Ombre dal passato
La ragnatela visiva e narrativa costruita da Tornatore è costituita da fili sottilissimi distinguibili e al tempo stesso affascinanti, non tutti sottesi con la stessa forza. La sconosciuta non è solo un film che indaga sul passato di una donna, ma è anche un film che si concentra sulle paure, sull’immaginazione tradotta in illusione, sulla redenzione del peccato, sull’Italia e forse, più semplicemente, sull’idea stessa di cinema. Entrando nella ragnatela di Tornatore si ha l’impressione di assistere a un grande imbroglio espresso attraverso nuove forme che guardano al futuro, ma che di fatto si specchiano nel passato.

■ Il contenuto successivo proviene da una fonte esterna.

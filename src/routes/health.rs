//! Health check endpoint

use axum::{routing::get, Json, Router};
use serde::Serialize;

use crate::state::AppState;

#[derive(Serialize)]
pub struct HealthResponse {
    pub status: &'static str,
    pub version: &'static str,
    pub service: &'static str,
}

pub async fn health_check() -> Json<HealthResponse> {
    Json(HealthResponse {
        status: "healthy",
        version: env!("CARGO_PKG_VERSION"),
        service: "polizas-server",
    })
}

pub fn router() -> Router<AppState> {
    Router::new().route("/health", get(health_check))
}
//! Batch sessions and the sequential processing pipeline
//!
//! A batch is the set of files uploaded together in one request,
//! processed as one unit with one resulting archive:
//! 1. The collector creates a session and hands the ordered files to
//!    the pipeline.
//! 2. The pipeline extracts each file's text, matches the policy
//!    number, and stages the renamed archive entry.
//! 3. The finished ZIP is attached to the session and delivered
//!    exactly once.

pub mod manager;
pub mod pipeline;
pub mod types;

pub use manager::BatchManager;
pub use pipeline::process_batch;
pub use types::*;
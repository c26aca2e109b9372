//! Upload form page
//!
//! A single embedded page drives the whole interaction: pick PDFs,
//! submit the batch, watch progress, download the archive.

use axum::{response::Html, routing::get, Router};

use crate::state::AppState;

const INDEX_HTML: &str = r#"<!doctype html>
<html lang="es">
<head>
  <meta charset="utf-8">
  <meta name="viewport" content="width=device-width, initial-scale=1">
  <title>Polizas</title>
  <style>
    body { font-family: system-ui, sans-serif; max-width: 40rem; margin: 3rem auto; padding: 0 1rem; color: #222; }
    h1 { font-size: 1.4rem; }
    form { margin: 1.5rem 0; display: flex; gap: 0.75rem; align-items: center; flex-wrap: wrap; }
    button { padding: 0.4rem 1.2rem; }
    progress { width: 100%; height: 1rem; }
    #status { min-height: 1.5rem; }
    .error { color: #b00020; }
  </style>
</head>
<body>
  <h1>Renombrador de pólizas</h1>
  <p>Suba sus archivos PDF. Cada uno será renombrado con el número de
  póliza encontrado en su texto y devuelto dentro de un archivo ZIP.</p>

  <form id="upload-form">
    <input id="file-input" type="file" accept="application/pdf" multiple>
    <button type="submit">Procesar</button>
  </form>

  <progress id="progress" value="0" max="1" hidden></progress>
  <p id="status"></p>

  <script>
    const form = document.getElementById('upload-form');
    const input = document.getElementById('file-input');
    const bar = document.getElementById('progress');
    const status = document.getElementById('status');

    form.addEventListener('submit', async (event) => {
      event.preventDefault();
      status.className = '';
      if (input.files.length === 0) {
        status.textContent = 'Seleccione al menos un archivo PDF.';
        return;
      }

      const data = new FormData();
      for (const file of input.files) {
        data.append('files', file);
      }

      bar.hidden = false;
      bar.value = 0;
      status.textContent = 'Procesando...';

      const response = await fetch('/api/v1/batches', { method: 'POST', body: data });
      const body = await response.json();
      if (!response.ok) {
        bar.hidden = true;
        status.className = 'error';
        status.textContent = body.error || 'No se pudo iniciar el proceso.';
        return;
      }

      await poll(body.batchId);
    });

    async function poll(batchId) {
      const response = await fetch('/api/v1/batches/' + batchId);
      const body = await response.json();
      if (!response.ok) {
        status.className = 'error';
        status.textContent = body.error || 'Se perdió la sesión del lote.';
        return;
      }

      bar.value = body.progress;

      if (body.status === 'complete') {
        status.textContent = 'Listo: ' + body.totalFiles + ' archivo(s) procesado(s).';
        window.location = '/api/v1/batches/' + batchId + '/archive';
      } else if (body.status === 'failed') {
        bar.hidden = true;
        status.className = 'error';
        status.textContent = body.error || 'El proceso falló.';
      } else {
        setTimeout(() => poll(batchId), 300);
      }
    }
  </script>
</body>
</html>
"#;

async fn index() -> Html<&'static str> {
    Html(INDEX_HTML)
}

pub fn router() -> Router<AppState> {
    Router::new().route("/", get(index))
}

Si intravede un primo segnale di questo discorso nella scelta dei luoghi. Tornatore colloca i suoi personaggi nella fredda Trieste e racconta la storia di una famiglia di orafi, gli Adacher, che accoglie in casa Irena, una badante ucraina. Una scelta narrativa, perché Irena si trasferisce dal Sud al Nord in cerca di lavoro ma che presto si codifica in una scelta simbolica. Trieste diventa un’allegoria dell’uomo: misteriosa, oscura, nascosta, esplicitamente descritta dalla freddezza delle relazioni, dalle illusioni, dai soldi. Gli Adacher sono mostrati in modo del tutto ambiguo, in bilico tra bene e male. È finta, perché gradualmente rivelata, l’ambiguità di Irena, alle prese con i suoi incubi e la sua missione di recuperare sua figlia. La Sicilia è quindi accantonata, è solo un frammento, un’apparenza proprio come tende a specificare ogni flashback. Il viaggio di Irena, o meglio, gli incubi della donna, hanno inizio proprio al Sud.
Un altro tassello importante del film è quello della paura, che più di tutti è l’elemento che dà respiro al percorso metacinematografico intrapreso da Tornatore. La paura non si manifesta solo negli sguardi di Irena, una paura che è rivolta agli incubi del passato, negli sguardi di Valeria, una paura che è immersa nel presente, o in quelli di Tea, una paura che è rivolta al futuro. È anche presente in tutto il film, una paura rivolta allo spettatore, che ammaliato dalle immagini è costretto ad entrare nel gioco creato da Tornatore. Si assiste al bilanciamento di thriller e noir e la sintesi è un’emozione costante, un’ansia che invade, una tensione (dello sguardo) protesa al melò che commuove.
Tornatore gioca con lo spettatore, lo affascina, lo inganna, crea cinema e sembra insistere nella sua personale riflessione sul valore delle immagini, della musica e della finzione che è forse il termine che meglio sintetizza la sua idea di cinema. Fatto di visioni rabbiose, nostalgiche poesie con un costante pensiero rivolto al rammarico e all’occasione perduta. Sembra, a volte, troppo concentrato a spiegare e a filtrare piuttosto che a lasciare libero sfogo all’immaginazione. Ma questo appare un piccolo vizio, o semplicemente uno sfizio.